No campo religioso, seguimos nós na mesma toada. O dualismo corpo/alma que imaginávamos ter sido superado com a ajuda profética do Concílio Vaticano II (1962-1965), ganha a luz do dia, através de alguns membros da Igreja Católica. A reivindicação de algumas destas lideranças religiosas é pela abertura das portas das igrejas, para que as pessoas possam, livremente, buscar alimento para suas almas. Mesmo sabendo que o corpo destas pessoas corre sérios riscos de serem infectados pelo vírus, o que mais importa é salvar as suas almas. Segundo esta lógica, o corpo nada vale.

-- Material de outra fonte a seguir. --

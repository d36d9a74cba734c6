use anyhow::Context;
use article_rec::catalog::{self, Catalog};
use article_rec::config::AppConfig;
use article_rec::server::{self, AppState};
use article_rec::telemetry::init_tracing;
use article_rec::{Recommendations, RecommenderError, RemoteClient};
use clap::{Parser, Subcommand};
use std::io::{self, BufRead, Write};
use std::path::PathBuf;
use std::process::ExitCode;
use std::sync::Arc;

#[derive(Debug, Parser)]
#[command(name = "article-rec", version, about = "Content-based article recommendations")]
struct Cli {
    /// Path to a TOML configuration file (defaults to ./recommender.toml).
    #[arg(long, global = true)]
    config: Option<PathBuf>,
    #[command(subcommand)]
    command: Command,
}

#[derive(Debug, Subcommand)]
enum Command {
    /// Print the articles most similar to one article.
    Recommend {
        id: i64,
        #[arg(short, long)]
        n: Option<usize>,
        /// Ask a running server instead of loading data locally.
        #[arg(long)]
        remote: Option<String>,
    },
    /// Answer `<id> [n]` lines read from stdin until EOF.
    Interactive,
    /// Serve `GET /recommend/{id}?n=` over HTTP.
    Serve {
        #[arg(long)]
        bind: Option<String>,
    },
}

fn load_catalog(config: &AppConfig) -> anyhow::Result<Arc<Catalog>> {
    catalog::global()
        .get_or_load(|| Catalog::load(&config.data))
        .with_context(|| format!("failed to load catalog from {}", config.data.articles.display()))
}

fn render(result: &Recommendations) {
    println!("Because you read: {}", result.query_title);
    if result.is_empty() {
        println!("  (no other articles to recommend)");
    }
    for (rank, rec) in result.recommendations.iter().enumerate() {
        println!("  {}. {} [{}] score {:.4}", rank + 1, rec.title, rec.id, rec.display_score());
    }
}

/// Per-request failures become messages; anything else is propagated.
fn report(err: RecommenderError) -> anyhow::Result<()> {
    match err {
        RecommenderError::NotFound(id) => {
            eprintln!("No article with id {}.", id);
            Ok(())
        }
        RecommenderError::InvalidArgument(msg) => {
            eprintln!("Invalid request: {}.", msg);
            Ok(())
        }
        other => Err(other.into()),
    }
}

fn run_recommend(config: &AppConfig, id: i64, n: Option<usize>, remote: Option<String>) -> anyhow::Result<ExitCode> {
    let top_n = n.unwrap_or(config.default_top_n);
    let outcome = match remote {
        Some(url) => RemoteClient::new(url)?.recommend(id, top_n),
        None => load_catalog(config)?.recommender().recommend(id, top_n),
    };

    match outcome {
        Ok(result) => {
            render(&result);
            Ok(ExitCode::SUCCESS)
        }
        Err(err) => {
            report(err)?;
            Ok(ExitCode::from(2))
        }
    }
}

fn parse_request(line: &str, default_top_n: usize) -> Result<(i64, usize), String> {
    let mut parts = line.split_whitespace();
    let id = parts
        .next()
        .ok_or_else(|| "expected `<id> [n]`".to_string())?
        .parse::<i64>()
        .map_err(|e| format!("bad id: {}", e))?;
    let top_n = match parts.next() {
        Some(raw) => raw.parse::<usize>().map_err(|e| format!("bad count: {}", e))?,
        None => default_top_n,
    };
    Ok((id, top_n))
}

fn run_interactive(config: &AppConfig) -> anyhow::Result<ExitCode> {
    let catalog = load_catalog(config)?;
    let recommender = catalog.recommender();
    println!(
        "{} articles loaded. Enter `<id> [n]`, or an empty line to quit.",
        catalog.len()
    );

    let stdin = io::stdin();
    let mut lines = stdin.lock().lines();
    loop {
        print!("> ");
        io::stdout().flush()?;
        let Some(line) = lines.next() else { break };
        let line = line?;
        if line.trim().is_empty() {
            break;
        }

        match parse_request(&line, config.default_top_n) {
            Ok((id, top_n)) => match recommender.recommend(id, top_n) {
                Ok(result) => render(&result),
                Err(err) => report(err)?,
            },
            Err(msg) => eprintln!("{}", msg),
        }
    }
    Ok(ExitCode::SUCCESS)
}

fn run_serve(config: &AppConfig, bind: Option<String>) -> anyhow::Result<ExitCode> {
    let catalog = load_catalog(config)?;
    let bind = bind.unwrap_or_else(|| config.server.bind.clone());
    server::run(AppState::new(catalog, config.default_top_n), &bind)?;
    Ok(ExitCode::SUCCESS)
}

fn main() -> anyhow::Result<ExitCode> {
    let cli = Cli::parse();
    init_tracing();

    let config = AppConfig::load(cli.config.as_deref())?;
    match cli.command {
        Command::Recommend { id, n, remote } => run_recommend(&config, id, n, remote),
        Command::Interactive => run_interactive(&config),
        Command::Serve { bind } => run_serve(&config, bind),
    }
}
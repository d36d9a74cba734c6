use crate::{article::Article, RecommenderError, Result};
use std::collections::HashMap;
use std::fs;
use std::path::Path;

/// Maps article ID to its row in the vector table. IDs are never assumed
/// to equal positions.
#[derive(Debug, Clone, Default, PartialEq)]
pub struct PositionIndex {
    positions: HashMap<i64, usize>,
}

impl PositionIndex {
    fn build(articles: &[Article]) -> Result<Self> {
        let mut positions = HashMap::with_capacity(articles.len());
        for (position, article) in articles.iter().enumerate() {
            if positions.insert(article.id, position).is_some() {
                return Err(RecommenderError::DuplicateId(article.id));
            }
        }
        Ok(Self { positions })
    }

    pub fn get(&self, id: i64) -> Option<usize> {
        self.positions.get(&id).copied()
    }

    pub fn len(&self) -> usize {
        self.positions.len()
    }

    pub fn is_empty(&self) -> bool {
        self.positions.is_empty()
    }
}

/// Read-only article records in load order.
#[derive(Debug, Clone)]
pub struct CorpusStore {
    articles: Vec<Article>,
    index: PositionIndex,
}

impl CorpusStore {
    pub fn from_articles(articles: Vec<Article>) -> Result<Self> {
        if let Some(article) = articles.iter().find(|a| a.title.trim().is_empty()) {
            return Err(RecommenderError::LoadError(format!(
                "article {} has an empty title",
                article.id
            )));
        }

        let index = PositionIndex::build(&articles)?;
        Ok(Self { articles, index })
    }

    /// Loads a JSON array of records, or JSON Lines when the extension is `.jsonl`.
    pub fn load_json<P: AsRef<Path>>(path: P) -> Result<Self> {
        let path = path.as_ref();
        let contents = fs::read_to_string(path).map_err(|e| {
            RecommenderError::LoadError(format!("Failed to read articles from {}: {}", path.display(), e))
        })?;

        let is_lines = path
            .extension()
            .map_or(false, |ext| ext.eq_ignore_ascii_case("jsonl"));

        let articles = if is_lines {
            contents
                .lines()
                .enumerate()
                .filter(|(_, line)| !line.trim().is_empty())
                .map(|(n, line)| {
                    serde_json::from_str::<Article>(line).map_err(|e| {
                        RecommenderError::LoadError(format!(
                            "Malformed article on line {} of {}: {}",
                            n + 1,
                            path.display(),
                            e
                        ))
                    })
                })
                .collect::<Result<Vec<_>>>()?
        } else {
            serde_json::from_str::<Vec<Article>>(&contents).map_err(|e| {
                RecommenderError::LoadError(format!("Malformed articles in {}: {}", path.display(), e))
            })?
        };

        Self::from_articles(articles)
    }

    pub fn len(&self) -> usize {
        self.articles.len()
    }

    pub fn is_empty(&self) -> bool {
        self.articles.is_empty()
    }

    pub fn position_of(&self, id: i64) -> Option<usize> {
        self.index.get(id)
    }

    pub fn get(&self, position: usize) -> Option<&Article> {
        self.articles.get(position)
    }

    pub fn get_by_id(&self, id: i64) -> Option<&Article> {
        self.position_of(id).and_then(|position| self.get(position))
    }

    pub fn articles(&self) -> &[Article] {
        &self.articles
    }

    pub fn contents(&self) -> Vec<&str> {
        self.articles.iter().map(Article::body).collect()
    }

    pub fn index(&self) -> &PositionIndex {
        &self.index
    }
}
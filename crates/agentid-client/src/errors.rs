//! Error types for agentid-client.
//!
//! "Not found" is never an error: lookups return `Ok(None)` for absent
//! accounts. Everything below is a real failure the caller can match on.

use thiserror::Error;

pub type IdentityResult<T> = Result<T, IdentityError>;

/// Structural violations found while decoding an identity account.
#[derive(Debug, Clone, PartialEq, Eq, Error)]
pub enum LayoutError {
    #[error("invalid account length: expected {expected} bytes, got {actual}")]
    InvalidLength { expected: usize, actual: usize },

    #[error("metadata uri length {uri_len} exceeds the {available} bytes available")]
    MalformedUri { uri_len: usize, available: usize },

    #[error("record truncated: needs {needed} bytes, account holds {actual}")]
    TruncatedRecord { needed: usize, actual: usize },

    #[error("metadata uri is not valid utf-8")]
    InvalidUtf8,

    #[error("metadata uri is {len} bytes, maximum is {max}")]
    UriTooLong { len: usize, max: usize },
}

#[derive(Debug, Error)]
pub enum IdentityError {
    #[error("malformed identity record: {0}")]
    MalformedRecord(#[from] LayoutError),

    #[error("invalid address: {0}")]
    Address(String),

    #[error("network error: {0}")]
    Network(String),

    #[error("transaction rejected: {0}")]
    TransactionRejected(String),

    #[error("metadata unavailable: {0}")]
    MetadataUnavailable(String),

    #[error("wallet error: {0}")]
    Wallet(String),

    #[error("invalid configuration: {0}")]
    Config(String),
}

impl IdentityError {
    pub fn address(msg: impl Into<String>) -> Self {
        Self::Address(msg.into())
    }

    pub fn network(msg: impl Into<String>) -> Self {
        Self::Network(msg.into())
    }

    pub fn rejected(msg: impl Into<String>) -> Self {
        Self::TransactionRejected(msg.into())
    }

    pub fn wallet(msg: impl Into<String>) -> Self {
        Self::Wallet(msg.into())
    }

    pub fn config(msg: impl Into<String>) -> Self {
        Self::Config(msg.into())
    }
}
//! PDA derivation helpers for the identity program.
//!
//! These helpers must match the on-chain program's seeds exactly; a different
//! seed or ordering yields an address the program never writes to.

use solana_program::pubkey::Pubkey;

use crate::constants::IDENTITY_SEED;

/// Derive the identity PDA of `owner`.
///
/// Uses the canonical bump search (255 downward, first off-curve hash).
pub fn derive_identity(program_id: &Pubkey, owner: &Pubkey) -> (Pubkey, u8) {
    Pubkey::find_program_address(&identity_seeds(owner), program_id)
}

/// Seeds used for the identity PDA, bump excluded.
pub fn identity_seeds(owner: &Pubkey) -> [&[u8]; 2] {
    [IDENTITY_SEED, owner.as_ref()]
}
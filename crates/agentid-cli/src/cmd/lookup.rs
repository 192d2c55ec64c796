use anyhow::Result;
use serde::Serialize;

use crate::args::Cli;
use crate::io::export::RecordOut;
use crate::output;
use crate::solana::client::connect;
use agentid_client::identity_client::parse_pubkey;
use agentid_client::AgentCard;

#[derive(Debug, Serialize)]
pub struct LookupOut {
    pub wallet: String,
    pub found: bool,
    #[serde(skip_serializing_if = "Option::is_none")]
    pub identity: Option<RecordOut>,
}

#[derive(Debug, Serialize)]
pub struct CardOut {
    pub wallet: String,
    pub card: Option<AgentCard>,
}

#[derive(Debug, Serialize)]
pub struct ListOut {
    pub count: usize,
    pub identities: Vec<RecordOut>,
}

#[derive(Debug, Serialize)]
pub struct StatsOut {
    pub total: usize,
    pub verified: usize,
    pub unverified: usize,
}

pub async fn lookup(cli: &Cli, wallet: &str, with_card: bool) -> Result<()> {
    let client = connect(cli)?;
    let owner = parse_pubkey(wallet)?;

    let identity = if with_card {
        client
            .get_full_identity(&owner)
            .await?
            .map(|full| RecordOut::new(Some(&full.identity_address), &full.record, full.card))
    } else {
        let (address, _) = client.derive_identity(&owner);
        client.lookup_by_address(&address).await?.map(|rec| RecordOut::new(Some(&address), &rec, None))
    };

    output::print(&LookupOut { wallet: owner.to_string(), found: identity.is_some(), identity })
}

pub async fn card(cli: &Cli, wallet: &str) -> Result<()> {
    let client = connect(cli)?;
    let owner = parse_pubkey(wallet)?;
    let card = client.fetch_card(&owner).await?;
    if card.is_none() {
        output::status("no agent card available", false);
    }
    output::print(&CardOut { wallet: owner.to_string(), card })
}

pub async fn list(cli: &Cli, cards: bool, verified_only: bool) -> Result<()> {
    let client = connect(cli)?;
    let pb = output::spinner("scanning identities")?;
    let listed = client.list_all(cards).await;
    pb.finish_and_clear();

    let identities: Vec<RecordOut> = listed
        .into_iter()
        .filter(|l| !verified_only || l.record.is_verified)
        .map(|l| RecordOut::new(Some(&l.address), &l.record, l.card))
        .collect();
    output::print(&ListOut { count: identities.len(), identities })
}

pub async fn stats(cli: &Cli) -> Result<()> {
    let client = connect(cli)?;
    let stats = client.stats().await;
    output::print(&StatsOut {
        total: stats.total,
        verified: stats.verified,
        unverified: stats.total - stats.verified,
    })
}
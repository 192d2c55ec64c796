use anyhow::{anyhow, Result};
use serde::Serialize;
use solana_sdk::signature::Signer;

use crate::args::{Cli, ProofMethod};
use crate::io::{input, proof};
use crate::output;
use crate::solana::client::connect;

#[derive(Debug, Serialize)]
pub struct VerifyOut {
    pub wallet: String,
    pub verified: bool,
    #[serde(skip_serializing_if = "Option::is_none")]
    pub signature: Option<String>,
    #[serde(skip_serializing_if = "Option::is_none")]
    pub proof: Option<proof::ProofOutcome>,
}

pub async fn run(cli: &Cli, keypair: &str, method: Option<ProofMethod>, target: Option<&str>) -> Result<()> {
    let client = connect(cli)?;
    let wallet = input::load_keypair(keypair)?;
    let owner = wallet.pubkey();

    let Some(record) = client.lookup(&owner).await? else {
        return Err(anyhow!("{owner} has no identity; run `agentid register` first"));
    };
    if record.is_verified {
        output::status("identity is already verified", true);
        return output::print(&VerifyOut { wallet: owner.to_string(), verified: true, signature: None, proof: None });
    }

    let proof = match method {
        Some(m) => Some(proof::check_ownership(m, target, &owner).await?),
        None => None,
    };

    let pb = output::spinner("submitting verification")?;
    let res = client.submit_verification(&wallet).await;
    pb.finish_and_clear();
    let sig = res?;

    output::print(&VerifyOut {
        wallet: owner.to_string(),
        verified: true,
        signature: Some(sig.to_string()),
        proof,
    })
}
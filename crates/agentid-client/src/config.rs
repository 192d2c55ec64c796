//! Client configuration.
//!
//! All settings are explicit. The library never reads environment variables;
//! the CLI layers flags and env over these defaults.

use std::str::FromStr;

use solana_program::pubkey::Pubkey;
use solana_sdk::commitment_config::CommitmentConfig;

use crate::constants::{
    default_program_id, default_treasury, DEFAULT_FEE_BUFFER_LAMPORTS,
    DEFAULT_VERIFICATION_FEE_LAMPORTS,
};
use crate::errors::{IdentityError, IdentityResult};

/// Known Solana clusters.
#[derive(Debug, Clone, Copy, PartialEq, Eq)]
pub enum Cluster {
    Devnet,
    Testnet,
    Mainnet,
    Localnet,
}

impl Cluster {
    pub fn rpc_url(&self) -> &'static str {
        match self {
            Self::Devnet => "https://api.devnet.solana.com",
            Self::Testnet => "https://api.testnet.solana.com",
            Self::Mainnet => "https://api.mainnet-beta.solana.com",
            Self::Localnet => "http://127.0.0.1:8899",
        }
    }

    pub fn as_str(&self) -> &'static str {
        match self {
            Self::Devnet => "devnet",
            Self::Testnet => "testnet",
            Self::Mainnet => "mainnet-beta",
            Self::Localnet => "localnet",
        }
    }
}

impl FromStr for Cluster {
    type Err = IdentityError;

    fn from_str(s: &str) -> Result<Self, Self::Err> {
        match s.trim().to_ascii_lowercase().as_str() {
            "devnet" | "d" => Ok(Self::Devnet),
            "testnet" | "t" => Ok(Self::Testnet),
            "mainnet" | "mainnet-beta" | "m" => Ok(Self::Mainnet),
            "localnet" | "localhost" | "l" => Ok(Self::Localnet),
            other => Err(IdentityError::config(format!("unknown cluster: {other}"))),
        }
    }
}

/// Commitment levels accepted by the client.
#[derive(Debug, Clone, Copy, PartialEq, Eq)]
pub enum Commitment {
    Processed,
    Confirmed,
    Finalized,
}

impl Commitment {
    pub fn to_config(self) -> CommitmentConfig {
        match self {
            Self::Processed => CommitmentConfig::processed(),
            Self::Confirmed => CommitmentConfig::confirmed(),
            Self::Finalized => CommitmentConfig::finalized(),
        }
    }
}

impl FromStr for Commitment {
    type Err = IdentityError;

    fn from_str(s: &str) -> Result<Self, Self::Err> {
        match s.trim().to_ascii_lowercase().as_str() {
            "processed" => Ok(Self::Processed),
            "confirmed" => Ok(Self::Confirmed),
            "finalized" => Ok(Self::Finalized),
            other => Err(IdentityError::config(format!("unknown commitment: {other}"))),
        }
    }
}

#[derive(Debug, Clone)]
pub struct ClientConfig {
    pub rpc_url: String,
    pub commitment: Commitment,
    pub program_id: Pubkey,
    pub treasury: Pubkey,
    pub verification_fee_lamports: u64,
    pub fee_buffer_lamports: u64,
    /// Request timeout of the metadata HTTP client.
    pub http_timeout_ms: u64,
    /// Bare hosts that only serve cross-origin requests under `www.`.
    ///
    /// Deployment configuration: no host is rewritten unless listed here
    /// (CLI `--www-host`). Matching is on the exact lowercased host.
    pub www_hosts: Vec<String>,
}

impl Default for ClientConfig {
    fn default() -> Self {
        Self::for_cluster(Cluster::Devnet)
    }
}

impl ClientConfig {
    pub fn for_cluster(cluster: Cluster) -> Self {
        Self {
            rpc_url: cluster.rpc_url().to_string(),
            commitment: Commitment::Confirmed,
            program_id: default_program_id(),
            treasury: default_treasury(),
            verification_fee_lamports: DEFAULT_VERIFICATION_FEE_LAMPORTS,
            fee_buffer_lamports: DEFAULT_FEE_BUFFER_LAMPORTS,
            http_timeout_ms: 10_000,
            www_hosts: Vec::new(),
        }
    }

    pub fn devnet() -> Self {
        Self::for_cluster(Cluster::Devnet)
    }

    pub fn mainnet() -> Self {
        Self::for_cluster(Cluster::Mainnet)
    }

    pub fn with_rpc_url(mut self, url: impl Into<String>) -> Self {
        self.rpc_url = url.into();
        self
    }

    pub fn with_program_id(mut self, program_id: Pubkey) -> Self {
        self.program_id = program_id;
        self
    }

    pub fn with_treasury(mut self, treasury: Pubkey) -> Self {
        self.treasury = treasury;
        self
    }

    pub fn with_commitment(mut self, commitment: Commitment) -> Self {
        self.commitment = commitment;
        self
    }

    pub fn with_www_host(mut self, host: impl Into<String>) -> Self {
        self.www_hosts.push(host.into().to_ascii_lowercase());
        self
    }
}

/// Validate a full configuration object.
pub fn validate_config(cfg: &ClientConfig) -> IdentityResult<()> {
    let url = url::Url::parse(&cfg.rpc_url)
        .map_err(|e| IdentityError::config(format!("invalid rpc url {}: {e}", cfg.rpc_url)))?;
    if !matches!(url.scheme(), "http" | "https") {
        return Err(IdentityError::config("rpc url must be http or https"));
    }

    if cfg.program_id == Pubkey::default() {
        return Err(IdentityError::config("program id must not be the default key"));
    }

    if cfg.treasury == cfg.program_id {
        return Err(IdentityError::config("treasury must differ from program id"));
    }

    if cfg.http_timeout_ms == 0 {
        return Err(IdentityError::config("http timeout must be greater than zero"));
    }

    Ok(())
}
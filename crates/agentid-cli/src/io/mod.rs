pub mod export;
pub mod input;
pub mod proof;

Corpo e alma, qual dos dois tem a prevalência? Este dualismo, corpo-alma é caracterizado por um entendimento de que as duas partes compõem o ser humano. Desta forma, o ser humano é compreendido de maneira fragmentada, estabelecendo certa hierarquia entre ambas as partes, com a alma ganhando um papel de maior relevância diante do corpo. Esta é uma das heranças do pensamento filosófico de Platão (428/427-348/347) Este é o típico pensamento que ainda perdura na prática pastoral de alguns religiosos nos tempos atuais. O que mais assusta e preocupa é saber que algumas destas lideranças são constituídas de pessoas jovens que estão chegando à Igreja mais recentemente.

Mesmo que os corpos estejam sendo maltratados e mutilados por uma sociedade que prioriza salvar os projetos econômicos, em detrimento da vida dos crucificados, a primazia ainda é pela alma que, segundo este pensamento, está sendo perdida. O importante é salvar a alma, mesmo que o corpo já esteja pela hora da morte. Neste sentido, Pedro tinha uma atitude peculiar na defesa da pessoa humana integral. Se o corpo não vai bem, a alma também não. Cuidar dos corpos feridos é uma das formas de cuidar da alma. Pelo menos esta foi a resposta dada por ele a um dos jornalistas que o entrevistava, preocupado que estava de não ter visto o bispo referir-se à alma das pessoas em seus vários escritos: “É que eu não vi nenhuma alma passando aqui pela porta de casa. O que vejo são corpos sofridos de crucificados, pela ação do latifúndio, com suas armas de morte”

Situação semelhante vimos na ação de Jesus no Evangelho de hoje (Jo 5,1-16). “Levanta-te, pega tua cama e anda. No mesmo instante, o homem ficou curado, pegou sua cama e começou a andar”. (Jo 5, 8-9) Uma ação concreta em favor daquele pobre paralitico. Jesus não lhe pergunta se queria que lhe salvasse a sua alma, mas devolve ao mesmo a oportunidade de voltar a andar. Lembrando que na figura do paralítico está presente o povo oprimido e paralisado, à espera de alguém que o liberte das garras do opressor. Jesus vai ao encontro deste homem e permite que ele mesmo encontre a sua liberdade e decida por onde quer caminhar. Todavia, para desespero das autoridades ali presentes, Jesus faz tal ato em pleno dia de sábado, quando era inadmissível que tal ato pudesse acontecer, já que a lei proibia. Jesus que revoluciona a lei e a coloca a serviço da vida do ser humano por inteiro.